In the meantime, there is an opportunity for providers that are currently closed to advocate to their local and state leaders about the need for additional support, both financially and for access to cleaning supplies and protective gear. State and local leaders need to know about the issues child care programs face and put in place supports to provide the equipment and supplies that programs need in order to provide safe care. Hearing directly from constituents is the most powerful message that lawmakers can hear, and child care providers and the families that they serve all have important stories to tell.

Melissa asked: “Why isn’t Congress prioritizing the issue of child care closures, given the impact on business, the economy, working families and kids?”

Congress is addressing a lot of different issues that are being brought to them. Unfortunately, some groups and industries are louder and able to get more attention. We need our advocates to continue to raise their voices so Congress hears loud and clear that child care needs financial support in order to make it through.

Natalie asked: “How can we shift the perception of early childhood education from ‘babysitting’ to ‘building and educating young minds?’”

There has been a lot of brain research and long-term studies showing the impact that high-quality early childhood education programs can have. We need to continue to share these benefits with our elected leaders so that they understand these benefits and why there is such a great return on investment for these types of programs. The voices of providers and families in particular are essential in this conversation, and help paint a very clear picture of how important high-quality early childhood education really is.

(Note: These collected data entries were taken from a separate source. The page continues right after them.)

impl StandardObjects {
    fn new() -> Self {
        // The two roots of the intrinsic graph.
        let object_prototype = JsObject::new(Object::default());
        let noop: NativeFunction = |_, _, _| Ok(JsValue::undefined());
        let function_prototype = JsObject::new(Object::function(
            Function::Native {
                function: noop.into(),
                constructable: false,
            },
            object_prototype.clone().into(),
        ));

        let make = |name: &str,
                    length: usize,
                    function: NativeFunction|
         -> StandardConstructor {
            let prototype =
                JsObject::new(Object::create(object_prototype.clone().into()));
            let constructor = JsObject::new(Object::function(
                Function::Native {
                    function: function.into(),
                    constructable: true,
                },
                function_prototype.clone().into(),
            ));
            let attribute = Attribute::CONFIGURABLE;
            constructor
                .borrow_mut()
                .insert_property("length", length, attribute);
            constructor
                .borrow_mut()
                .insert_property("name", name, attribute);
            constructor.borrow_mut().insert_property(
                PROTOTYPE,
                prototype.clone(),
                Attribute::none(),
            );
            prototype.borrow_mut().insert_property(
                "constructor",
                constructor.clone(),
                Attribute::WRITABLE | Attribute::CONFIGURABLE,
            );
            StandardConstructor::new(constructor, prototype)
        };

        let object = {
            let constructor = JsObject::new(Object::function(
                Function::Native {
                    function: (builtins::object::Object::constructor as NativeFunction).into(),
                    constructable: true,
                },
                function_prototype.clone().into(),
            ));
            let attribute = Attribute::CONFIGURABLE;
            constructor
                .borrow_mut()
                .insert_property("length", 1, attribute);
            constructor
                .borrow_mut()
                .insert_property("name", "Object", attribute);
            constructor.borrow_mut().insert_property(
                PROTOTYPE,
                object_prototype.clone(),
                Attribute::none(),
            );
            object_prototype.borrow_mut().insert_property(
                "constructor",
                constructor.clone(),
                Attribute::WRITABLE | Attribute::CONFIGURABLE,
            );
            StandardConstructor::new(constructor, object_prototype.clone())
        };

        let function = {
            let constructor = JsObject::new(Object::function(
                Function::Native {
                    function: (builtins::function::function_constructor as NativeFunction)
                        .into(),
                    constructable: true,
                },
                function_prototype.clone().into(),
            ));
            let attribute = Attribute::CONFIGURABLE;
            constructor
                .borrow_mut()
                .insert_property("length", 1, attribute);
            constructor
                .borrow_mut()
                .insert_property("name", "Function", attribute);
            constructor.borrow_mut().insert_property(
                PROTOTYPE,
                function_prototype.clone(),
                Attribute::none(),
            );
            function_prototype.borrow_mut().insert_property(
                "constructor",
                constructor.clone(),
                Attribute::WRITABLE | Attribute::CONFIGURABLE,
            );
            StandardConstructor::new(constructor, function_prototype.clone())
        };

        let mut errors = FxHashMap::default();
        for kind in [
            NativeErrorKind::Error,
            NativeErrorKind::Type,
            NativeErrorKind::Range,
            NativeErrorKind::Reference,
            NativeErrorKind::Syntax,
            NativeErrorKind::Eval,
            NativeErrorKind::Uri,
            NativeErrorKind::Aggregate,
        ]
        .iter()
        .copied()
        {
            let function: NativeFunction = match kind {
                NativeErrorKind::Error => builtins::error::error_constructor,
                NativeErrorKind::Type => builtins::error::type_error_constructor,
                NativeErrorKind::Range => builtins::error::range_error_constructor,
                NativeErrorKind::Reference => builtins::error::reference_error_constructor,
                NativeErrorKind::Syntax => builtins::error::syntax_error_constructor,
                NativeErrorKind::Eval => builtins::error::eval_error_constructor,
                NativeErrorKind::Uri => builtins::error::uri_error_constructor,
                NativeErrorKind::Aggregate => builtins::error::aggregate_error_constructor,
            };
            errors.insert(kind, make(kind.constructor_name(), 1, function));
        }

        Self {
            object,
            function,
            array: make("Array", 1, builtins::array::Array::constructor),
            boolean: make("Boolean", 1, builtins::boolean::Boolean::constructor),
            number: make("Number", 1, builtins::number::Number::constructor),
            string: make("String", 1, builtins::string::String::constructor),
            bigint: make("BigInt", 1, builtins::bigint::BigInt::constructor),
            symbol: make("Symbol", 0, builtins::symbol::Symbol::constructor),
            map: make("Map", 0, builtins::map::Map::constructor),
            set: make("Set", 0, builtins::set::Set::constructor),
            promise: make("Promise", 1, promise::constructor),
            errors,
            iterator_prototypes: IteratorPrototypes::uninit(),
            array_values_intrinsic: None,
        }
    }

    #[inline]
    pub fn object_object(&self) -> &StandardConstructor {
        &self.object
    }

    #[inline]
    pub fn function_object(&self) -> &StandardConstructor {
        &self.function
    }

    #[inline]
    pub fn array_object(&self) -> &StandardConstructor {
        &self.array
    }

    #[inline]
    pub fn boolean_object(&self) -> &StandardConstructor {
        &self.boolean
    }

    #[inline]
    pub fn number_object(&self) -> &StandardConstructor {
        &self.number
    }

    #[inline]
    pub fn string_object(&self) -> &StandardConstructor {
        &self.string
    }

    #[inline]
    pub fn bigint_object(&self) -> &StandardConstructor {
        &self.bigint
    }

    #[inline]
    pub fn symbol_object(&self) -> &StandardConstructor {
        &self.symbol
    }

    #[inline]
    pub fn map_object(&self) -> &StandardConstructor {
        &self.map
    }

    #[inline]
    pub fn set_object(&self) -> &StandardConstructor {
        &self.set
    }

    #[inline]
    pub fn promise_object(&self) -> &StandardConstructor {
        &self.promise
    }

    #[inline]
    pub fn error_object(&self, kind: NativeErrorKind) -> &StandardConstructor {
        self.errors
            .get(&kind)
            .expect("every error kind is registered")
    }

    #[inline]
    pub fn iterator_prototypes(&self) -> &IteratorPrototypes {
        &self.iterator_prototypes
    }

    pub(crate) fn set_iterator_prototypes(&mut self, prototypes: IteratorPrototypes) {
        self.iterator_prototypes = prototypes;
    }

    pub(crate) fn array_values_intrinsic(&self) -> &JsObject {
        self.array_values_intrinsic
            .as_ref()
            .expect("array init installs the values intrinsic")
    }

    pub(crate) fn set_array_values_intrinsic(&mut self, function: JsObject) {
        self.array_values_intrinsic = Some(function);
    }
}

/// One frame of the execution context stack. The `this`, `new.target`,
/// home object and class-scope markers live in the environment chain, so a
/// frame is environments plus flags plus the suspension hooks.
#[derive(Debug)]
pub(crate) struct ExecutionContext {
    lexical_environment: Environment,
    variable_environment: Environment,
    strict: bool,
    generator: Option<Gc<Cell<GeneratorContext>>>,
    async_task: Option<TaskHandle>,
}

/// The signature of the host message bridge handler.
pub type MessageHandler = Box<dyn Fn(JsValue, JsValue, &mut Context) -> JsResult<JsValue>>;

/// Javascript context. It is the primary way to interact with the runtime.
///
/// For each `Context` instance a new instance of the runtime is created, so
/// two contexts never share prototypes, symbols or modules.
pub struct Context {
    realm: Realm,
    standard_objects: StandardObjects,
    execution_contexts: Vec<ExecutionContext>,
    well_known_symbols: WellKnownSymbols,
    symbol_count: u64,
    scheduler: Scheduler,
    constructor_frames: Vec<ConstructorFrame>,
    active_accessors: FxHashSet<(usize, PropertyKey)>,
    module_loader: Option<ModuleLoader>,
    module_resolver: Option<ModuleResolver>,
    message_handler: Option<MessageHandler>,
    current_modules: Vec<ModuleRef>,
}

impl fmt::Debug for Context {
    fn fmt(&self, f: &mut fmt::Formatter<'_>) -> fmt::Result {
        f.debug_struct("Context")
            .field("realm", &"Realm")
            .field("execution_contexts", &self.execution_contexts.len())
            .finish()
    }
}

impl Default for Context {
    fn default() -> Self {
        let realm = Realm::create();
        let standard_objects = StandardObjects::new();
        let (well_known_symbols, symbol_count) = WellKnownSymbols::new();

        // The global object inherits from %Object.prototype%.
        realm
            .global_object()
            .borrow_mut()
            .set_prototype(standard_objects.object_object().prototype().into());

        let global_environment = realm.global_environment();
        let mut context = Self {
            realm,
            standard_objects,
            execution_contexts: vec![ExecutionContext {
                lexical_environment: global_environment.clone(),
                variable_environment: global_environment,
                strict: false,
                generator: None,
                async_task: None,
            }],
            well_known_symbols,
            symbol_count,
            scheduler: Scheduler::default(),
            constructor_frames: Vec::new(),
            active_accessors: FxHashSet::default(),
            module_loader: None,
            module_resolver: None,
            message_handler: None,
            current_modules: Vec::new(),
        };

        builtins::init(&mut context);
        context
    }
}
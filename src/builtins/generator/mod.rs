//! Generator objects and their resumption engine.
//!
//! A generator call binds its parameters eagerly (so dead-zone errors
//! surface at call time) but does not run the body. Resumption re-executes
//! the body from the top: completed `yield`s answer from a cache keyed by
//! the yield node's identity, loops continue from their saved
//! continuation, and execution becomes live again at the recorded
//! suspension point.

use crate::{
    ast::node::RcStatementList,
    builtins::{
        function::{make_builtin_fn, OrdinaryFunction},
        iterable::{create_iter_result_object, IteratorRecord},
    },
    environment::Environment,
    exec::{generator::LoopContinuation, Executable, Flow},
    gc::{Cell, Finalize, Gc, Trace},
    object::{JsObject, Object, ObjectData, PROTOTYPE},
    value::JsValue,
    Context, JsResult, Profiler,
};
use rustc_hash::FxHashMap;

/// The lifecycle of a generator.
#[derive(Debug, Clone, Copy, PartialEq, Eq, Finalize)]
pub enum GeneratorState {
    SuspendedStart,
    SuspendedYield,
    Running,
    Completed,
}

// Safety: plain enum.
unsafe impl Trace for GeneratorState {
    crate::gc::empty_trace!();
}

/// How a suspended generator is being resumed.
#[derive(Debug, Clone, Copy, PartialEq, Eq)]
pub enum ResumeKind {
    Next,
    Throw,
    Return,
}

/// The saved execution state of a generator between resumptions.
#[derive(Debug, Trace, Finalize)]
pub struct GeneratorContext {
    pub(crate) body: RcStatementList,
    /// The body environment with parameters already bound; retained across
    /// suspensions together with everything it closes over.
    pub(crate) environment: Environment,
    pub(crate) strict: bool,
    pub(crate) state: GeneratorState,
    pub(crate) is_async: bool,

    // Replay machinery.
    pub(crate) replaying: bool,
    /// The yield node identity the generator is suspended on.
    pub(crate) last_yield: Option<usize>,
    /// Resume input for the pending resumption.
    pub(crate) resume_value: Option<JsValue>,
    #[unsafe_ignore_trace]
    pub(crate) resume_kind: ResumeKind,
    /// Completed yields: node identity to the value the yield expression
    /// produced. Replays answer from here without re-evaluating operands.
    pub(crate) yield_results: FxHashMap<usize, JsValue>,
    /// Loops suspended mid-iteration, keyed by loop node identity.
    pub(crate) loop_continuations: FxHashMap<usize, LoopContinuation>,
    /// Active `yield*` delegates, keyed by the yield node identity.
    pub(crate) delegates: FxHashMap<usize, IteratorRecord>,
}

impl GeneratorContext {
    pub(crate) fn loop_continuation(&self, key: usize) -> Option<LoopContinuation> {
        self.loop_continuations.get(&key).cloned()
    }

    pub(crate) fn set_loop_continuation(&mut self, key: usize, continuation: LoopContinuation) {
        self.loop_continuations.insert(key, continuation);
    }

    pub(crate) fn clear_loop_continuation(&mut self, key: usize) {
        self.loop_continuations.remove(&key);
    }
}

/// Creates the generator object for a generator function call.
pub(crate) fn create_generator(
    function_object: &JsObject,
    function: &OrdinaryFunction,
    this: &JsValue,
    args: &[JsValue],
    context: &mut Context,
) -> JsResult<JsValue> {
    let _timer = Profiler::global().start_event("create_generator", "generator");

    // Parameter binding is eager: dead zone and destructuring errors
    // surface here, not at the first `next`.
    let environment = crate::builtins::function::prepare_call_environment(
        function,
        this,
        args,
        &JsValue::undefined(),
        context,
    )?;

    let generator_context = GeneratorContext {
        body: function.body.clone(),
        environment,
        strict: function.flags.is_strict(),
        state: GeneratorState::SuspendedStart,
        is_async: function.kind == crate::builtins::function::FunctionKind::AsyncGenerator,
        replaying: false,
        last_yield: None,
        resume_value: None,
        resume_kind: ResumeKind::Next,
        yield_results: FxHashMap::default(),
        loop_continuations: FxHashMap::default(),
        delegates: FxHashMap::default(),
    };

    let prototype = JsValue::from(function_object.clone())
        .get_field(PROTOTYPE, context)?;
    let prototype = if prototype.is_object() {
        prototype
    } else {
        context
            .standard_objects()
            .iterator_prototypes()
            .generator()
            .into()
    };

    let mut object = Object::create(prototype);
    object.data = ObjectData::Generator(Gc::new(Cell::new(generator_context)));
    Ok(JsValue::object(object))
}

fn generator_handle(
    this: &JsValue,
    context: &mut Context,
) -> JsResult<Gc<Cell<GeneratorContext>>> {
    match this.as_object() {
        Some(object) => {
            let handle = match object.borrow().data {
                ObjectData::Generator(ref generator) => Some(generator.clone()),
                _ => None,
            };
            match handle {
                Some(handle) => Ok(handle),
                None => context.throw_type_error("not a generator"),
            }
        }
        None => context.throw_type_error("not a generator"),
    }
}

/// Resumes a generator; the heart of `next`, `return` and `throw`.
pub(crate) fn resume(
    handle: &Gc<Cell<GeneratorContext>>,
    kind: ResumeKind,
    value: JsValue,
    context: &mut Context,
) -> JsResult<JsValue> {
    let (state, environment, body, strict) = {
        let generator = handle.borrow();
        (
            generator.state,
            generator.environment.clone(),
            generator.body.clone(),
            generator.strict,
        )
    };

    match state {
        GeneratorState::Running => {
            return context.throw_type_error("generator is already running")
        }
        GeneratorState::Completed => {
            return match kind {
                ResumeKind::Throw => Err(Flow::Throw(value)),
                ResumeKind::Return => Ok(create_iter_result_object(value, true, context)),
                ResumeKind::Next => {
                    Ok(create_iter_result_object(JsValue::undefined(), true, context))
                }
            }
        }
        GeneratorState::SuspendedStart => match kind {
            ResumeKind::Return => {
                handle.borrow_mut().state = GeneratorState::Completed;
                return Ok(create_iter_result_object(value, true, context));
            }
            ResumeKind::Throw => {
                handle.borrow_mut().state = GeneratorState::Completed;
                return Err(Flow::Throw(value));
            }
            ResumeKind::Next => {
                let mut generator = handle.borrow_mut();
                generator.state = GeneratorState::Running;
                generator.replaying = false;
                generator.resume_value = None;
                generator.resume_kind = ResumeKind::Next;
            }
        },
        GeneratorState::SuspendedYield => {
            let mut generator = handle.borrow_mut();
            generator.state = GeneratorState::Running;
            generator.replaying = true;
            generator.resume_value = Some(value);
            generator.resume_kind = kind;
        }
    }

    context.push_execution_context(environment.clone(), environment.clone(), strict);
    context.set_frame_generator(handle.clone());
    let result = (|| {
        crate::exec::hoisting::hoist_declarations(body.items(), &environment, context)?;
        crate::exec::hoisting::hoist_lexical_declarations(body.items(), &environment, context)?;
        body.run(context)
    })();
    context.pop_execution_context();

    match result {
        Ok(_) => {
            handle.borrow_mut().state = GeneratorState::Completed;
            Ok(create_iter_result_object(JsValue::undefined(), true, context))
        }
        Err(Flow::Return(value)) => {
            handle.borrow_mut().state = GeneratorState::Completed;
            Ok(create_iter_result_object(value, true, context))
        }
        Err(Flow::Yield(value)) => {
            handle.borrow_mut().state = GeneratorState::SuspendedYield;
            Ok(create_iter_result_object(value, false, context))
        }
        Err(Flow::Throw(error)) => {
            handle.borrow_mut().state = GeneratorState::Completed;
            Err(Flow::Throw(error))
        }
        Err(flow) => {
            // Break/continue/await escaping a generator body is an engine
            // bug.
            handle.borrow_mut().state = GeneratorState::Completed;
            Err(flow)
        }
    }
}

/// `Generator.prototype.next(value)`.
fn next(this: &JsValue, args: &[JsValue], context: &mut Context) -> JsResult<JsValue> {
    let handle = generator_handle(this, context)?;
    let value = args.first().cloned().unwrap_or_default();
    let is_async = handle.borrow().is_async;
    let result = resume(&handle, ResumeKind::Next, value, context);
    wrap_async_result(result, is_async, context)
}

/// `Generator.prototype.return(value)`.
fn r#return(this: &JsValue, args: &[JsValue], context: &mut Context) -> JsResult<JsValue> {
    let handle = generator_handle(this, context)?;
    let value = args.first().cloned().unwrap_or_default();
    let is_async = handle.borrow().is_async;
    let result = resume(&handle, ResumeKind::Return, value, context);
    wrap_async_result(result, is_async, context)
}

/// `Generator.prototype.throw(error)`.
fn throw(this: &JsValue, args: &[JsValue], context: &mut Context) -> JsResult<JsValue> {
    let handle = generator_handle(this, context)?;
    let value = args.first().cloned().unwrap_or_default();
    let is_async = handle.borrow().is_async;
    let result = resume(&handle, ResumeKind::Throw, value, context);
    wrap_async_result(result, is_async, context)
}

/// Async generators hand their step results to the consumer as promises.
fn wrap_async_result(
    result: JsResult<JsValue>,
    is_async: bool,
    context: &mut Context,
) -> JsResult<JsValue> {
    if !is_async {
        return result;
    }
    match result {
        Ok(value) => crate::builtins::promise::promise_resolved_with(value, context),
        Err(Flow::Throw(error)) => crate::builtins::promise::promise_rejected_with(error, context),
        Err(flow) => Err(flow),
    }
}

/// Builds `%Generator.prototype%` on top of `%IteratorPrototype%`.
pub(crate) fn create_generator_prototype(
    iterator_prototype: &JsObject,
    context: &mut Context,
) -> JsObject {
    let prototype = JsObject::new(Object::create(iterator_prototype.clone().into()));
    make_builtin_fn(next, "next", &prototype, 1, context);
    make_builtin_fn(r#return, "return", &prototype, 1, context);
    make_builtin_fn(throw, "throw", &prototype, 1, context);
    prototype
}
//! The `Map` builtin, over insertion ordered storage.

pub mod map_iterator;
pub mod ordered_map;

use self::map_iterator::{MapIterationKind, MapIterator};
use self::ordered_map::OrderedMap;
use crate::{
    builtins::function::make_builtin_fn,
    object::{JsObject, Object, ObjectData},
    property::{AccessorDescriptor, Attribute, PropertyKey},
    value::JsValue,
    Context, JsResult, Profiler,
};

#[derive(Debug, Clone, Copy)]
pub(crate) struct Map;

impl Map {
    fn this_map(this: &JsValue, context: &mut Context) -> JsResult<JsObject> {
        match this.as_object() {
            Some(object) if object.borrow().as_map_ref().is_some() => Ok(object.clone()),
            _ => context.throw_type_error("`this` is not a Map"),
        }
    }

    /// The `Map` constructor, with an optional iterable of entries.
    pub(crate) fn constructor(
        _new_target: &JsValue,
        args: &[JsValue],
        context: &mut Context,
    ) -> JsResult<JsValue> {
        let mut object = Object::create(
            context.standard_objects().map_object().prototype().into(),
        );
        object.data = ObjectData::Map(OrderedMap::new());
        let map = JsValue::object(object);

        if let Some(iterable) = args.first() {
            if !iterable.is_null_or_undefined() {
                let iterator = crate::builtins::iterable::get_iterator(iterable, context)?;
                loop {
                    let next = iterator.next(None, context)?;
                    if next.done {
                        break;
                    }
                    let key = next.value.get_field(0, context)?;
                    let value = next.value.get_field(1, context)?;
                    if let Some(object) = map.as_object() {
                        if let Some(entries) = object.borrow_mut().as_map_mut() {
                            entries.insert(key, value);
                        }
                    }
                }
            }
        }
        Ok(map)
    }

    /// `Map.prototype.get(key)`.
    fn get(this: &JsValue, args: &[JsValue], context: &mut Context) -> JsResult<JsValue> {
        let map = Self::this_map(this, context)?;
        let key = args.first().cloned().unwrap_or_default();
        let value = map
            .borrow()
            .as_map_ref()
            .and_then(|entries| entries.get(&key).cloned());
        Ok(value.unwrap_or_default())
    }

    /// `Map.prototype.set(key, value)`.
    fn set(this: &JsValue, args: &[JsValue], context: &mut Context) -> JsResult<JsValue> {
        let map = Self::this_map(this, context)?;
        let key = args.first().cloned().unwrap_or_default();
        let value = args.get(1).cloned().unwrap_or_default();
        // The spec normalizes the -0 key to +0.
        let key = match key.as_number() {
            Some(number) if number == 0.0 => JsValue::integer(0),
            _ => key,
        };
        if let Some(entries) = map.borrow_mut().as_map_mut() {
            entries.insert(key, value);
        }
        Ok(this.clone())
    }

    /// `Map.prototype.has(key)`.
    fn has(this: &JsValue, args: &[JsValue], context: &mut Context) -> JsResult<JsValue> {
        let map = Self::this_map(this, context)?;
        let key = args.first().cloned().unwrap_or_default();
        let result = map
            .borrow()
            .as_map_ref()
            .map(|entries| entries.contains_key(&key))
            .unwrap_or(false);
        Ok(JsValue::boolean(result))
    }

    /// `Map.prototype.delete(key)`.
    fn delete(this: &JsValue, args: &[JsValue], context: &mut Context) -> JsResult<JsValue> {
        let map = Self::this_map(this, context)?;
        let key = args.first().cloned().unwrap_or_default();
        let removed = map
            .borrow_mut()
            .as_map_mut()
            .map(|entries| entries.remove(&key).is_some())
            .unwrap_or(false);
        Ok(JsValue::boolean(removed))
    }

    /// `Map.prototype.clear()`.
    fn clear(this: &JsValue, _args: &[JsValue], context: &mut Context) -> JsResult<JsValue> {
        let map = Self::this_map(this, context)?;
        if let Some(entries) = map.borrow_mut().as_map_mut() {
            entries.clear();
        }
        Ok(JsValue::undefined())
    }

    /// `Map.prototype.forEach(callback[, thisArg])`.
    fn for_each(this: &JsValue, args: &[JsValue], context: &mut Context) -> JsResult<JsValue> {
        let map = Self::this_map(this, context)?;
        let callback = args.first().cloned().unwrap_or_default();
        if !callback.is_function() {
            return context.throw_type_error("Map.prototype.forEach callback must be callable");
        }
        let this_arg = args.get(1).cloned().unwrap_or_default();

        let mut index = 0;
        loop {
            let entry = map
                .borrow()
                .as_map_ref()
                .and_then(|entries| entries.get_index(index))
                .map(|(k, v)| (k.clone(), v.clone()));
            let (key, value) = match entry {
                Some(entry) => entry,
                None => break,
            };
            context.call(&callback, &this_arg, &[value, key, this.clone()])?;
            index += 1;
        }
        Ok(JsValue::undefined())
    }

    fn entries(this: &JsValue, _args: &[JsValue], context: &mut Context) -> JsResult<JsValue> {
        Self::this_map(this, context)?;
        Ok(MapIterator::create(
            this.clone(),
            MapIterationKind::KeyAndValue,
            context,
        ))
    }

    fn keys(this: &JsValue, _args: &[JsValue], context: &mut Context) -> JsResult<JsValue> {
        Self::this_map(this, context)?;
        Ok(MapIterator::create(this.clone(), MapIterationKind::Key, context))
    }

    fn values(this: &JsValue, _args: &[JsValue], context: &mut Context) -> JsResult<JsValue> {
        Self::this_map(this, context)?;
        Ok(MapIterator::create(
            this.clone(),
            MapIterationKind::Value,
            context,
        ))
    }

    /// The `size` getter.
    fn size(this: &JsValue, _args: &[JsValue], context: &mut Context) -> JsResult<JsValue> {
        let map = Self::this_map(this, context)?;
        let size = map
            .borrow()
            .as_map_ref()
            .map(OrderedMap::len)
            .unwrap_or(0);
        Ok(JsValue::from(size))
    }

    pub(crate) fn init(context: &mut Context) {
        let _timer = Profiler::global().start_event("map", "init");

        let prototype = context.standard_objects().map_object().prototype();
        make_builtin_fn(Self::get, "get", &prototype, 1, context);
        make_builtin_fn(Self::set, "set", &prototype, 2, context);
        make_builtin_fn(Self::has, "has", &prototype, 1, context);
        make_builtin_fn(Self::delete, "delete", &prototype, 1, context);
        make_builtin_fn(Self::clear, "clear", &prototype, 0, context);
        make_builtin_fn(Self::for_each, "forEach", &prototype, 1, context);
        make_builtin_fn(Self::entries, "entries", &prototype, 0, context);
        make_builtin_fn(Self::keys, "keys", &prototype, 0, context);
        make_builtin_fn(Self::values, "values", &prototype, 0, context);

        // `size` is an accessor, `Symbol.iterator` aliases `entries`.
        let size_getter = crate::builtins::promise::native_closure(Self::size_closure(), context);
        prototype.borrow_mut().insert(
            "size",
            AccessorDescriptor::new(Some(size_getter), None, Attribute::CONFIGURABLE),
        );
        let entries_fn = prototype
            .get_direct(&PropertyKey::from("entries"))
            .expect("entries was just defined");
        let iterator_symbol = context.well_known_symbols().iterator_symbol();
        prototype.borrow_mut().insert(
            iterator_symbol,
            crate::property::DataDescriptor::new(
                entries_fn,
                Attribute::WRITABLE | Attribute::CONFIGURABLE,
            ),
        );

        let constructor = context.standard_objects().map_object().constructor();
        let global = context.global_object();
        global.borrow_mut().insert_property(
            "Map",
            constructor,
            Attribute::WRITABLE | Attribute::CONFIGURABLE,
        );
    }

    fn size_closure(
    ) -> impl Fn(&JsValue, &[JsValue], &mut Context) -> JsResult<JsValue> + Clone + 'static {
        |this: &JsValue, args: &[JsValue], context: &mut Context| Self::size(this, args, context)
    }
}
use super::{same_value_zero, JsValue};
use std::hash::{Hash, Hasher};

impl PartialEq for JsValue {
    fn eq(&self, other: &Self) -> bool {
        same_value_zero(self, other)
    }
}

impl Eq for JsValue {}

#[derive(Debug, Clone, Copy, PartialEq, Eq, Hash)]
struct UndefinedHashable;

#[derive(Debug, Clone, Copy, PartialEq, Eq, Hash)]
struct NullHashable;

#[derive(Debug, Clone, Copy)]
struct RationalHashable(f64);

impl PartialEq for RationalHashable {
    #[inline]
    fn eq(&self, other: &Self) -> bool {
        (self.0.is_nan() && other.0.is_nan()) || super::number_equals(self.0, other.0)
    }
}

impl Eq for RationalHashable {}

impl Hash for RationalHashable {
    #[inline]
    fn hash<H: Hasher>(&self, state: &mut H) {
        // Normalize so that `0.0`, `-0.0` and every `NaN` payload hash
        // consistently with `SameValueZero`.
        let normalized = if self.0 == 0.0 {
            0.0f64
        } else if self.0.is_nan() {
            f64::NAN
        } else {
            self.0
        };
        normalized.to_bits().hash(state);
    }
}

impl Hash for JsValue {
    fn hash<H: Hasher>(&self, state: &mut H) {
        match self {
            Self::Undefined => UndefinedHashable.hash(state),
            Self::Null => NullHashable.hash(state),
            Self::String(ref string) => string.hash(state),
            Self::Boolean(boolean) => boolean.hash(state),
            Self::Integer(integer) => RationalHashable(f64::from(*integer)).hash(state),
            Self::BigInt(ref bigint) => bigint.hash(state),
            Self::Rational(rational) => RationalHashable(*rational).hash(state),
            Self::Symbol(ref symbol) => Hash::hash(symbol, state),
            Self::Object(ref object) => object.hash_by_identity(state),
        }
    }
}
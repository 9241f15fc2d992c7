//! Literal constants.

use crate::bigint::JsBigInt;

#[cfg(feature = "deser")]
use serde::{Deserialize, Serialize};

/// A literal constant in the source.
#[cfg_attr(feature = "deser", derive(Serialize, Deserialize))]
#[derive(Clone, Debug, PartialEq)]
pub enum Const {
    /// A string literal.
    String(Box<str>),

    /// A floating point number literal.
    Num(f64),

    /// An integer literal.
    Int(i32),

    /// A BigInt literal, `42n`.
    BigInt(JsBigInt),

    /// A boolean literal.
    Bool(bool),

    /// The `null` literal.
    Null,

    /// The `undefined` "literal".
    Undefined,
}

impl From<&str> for Const {
    fn from(value: &str) -> Self {
        Self::String(value.into())
    }
}

impl From<String> for Const {
    fn from(value: String) -> Self {
        Self::String(value.into_boxed_str())
    }
}

impl From<f64> for Const {
    fn from(value: f64) -> Self {
        Self::Num(value)
    }
}

impl From<i32> for Const {
    fn from(value: i32) -> Self {
        Self::Int(value)
    }
}

impl From<JsBigInt> for Const {
    fn from(value: JsBigInt) -> Self {
        Self::BigInt(value)
    }
}

impl From<bool> for Const {
    fn from(value: bool) -> Self {
        Self::Bool(value)
    }
}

Corrine asked: “What do you think about fighting for Universal Child Care? Federal legislation was introduced last summer.”

Support for universal child care continues to grow. Many of the Democratic candidates that ran for president included universal child care in their platform. SCAN supports the idea of universal child care but realizes that there is still a long way to go before a majority of our elected officials are willing to finance the cost of this type of program. We continue to look for bipartisan opportunities to advance child care with the hopes that one day, all families will be able to access affordable care if they so choose.

Padma asked: “Are we seeing/going to see an increase in inequality rise due to the coronavirus? For example, families that can afford electronic learning will have an advantage?”

Unfortunately, I believe the short answer is yes. But there are many groups advocating to close the digital divide for students and making sure that a child’s zip code does not determine the future success. Advocates and policy makers will need to carefully study and then address the consequences of missed early childhood education opportunities in the months and years to come.

Thanks again to all of our amazing panelists from that evening, and thanks to all of you for your insightful questions! If you want to keep the conversation going, be sure to connect with us on social media.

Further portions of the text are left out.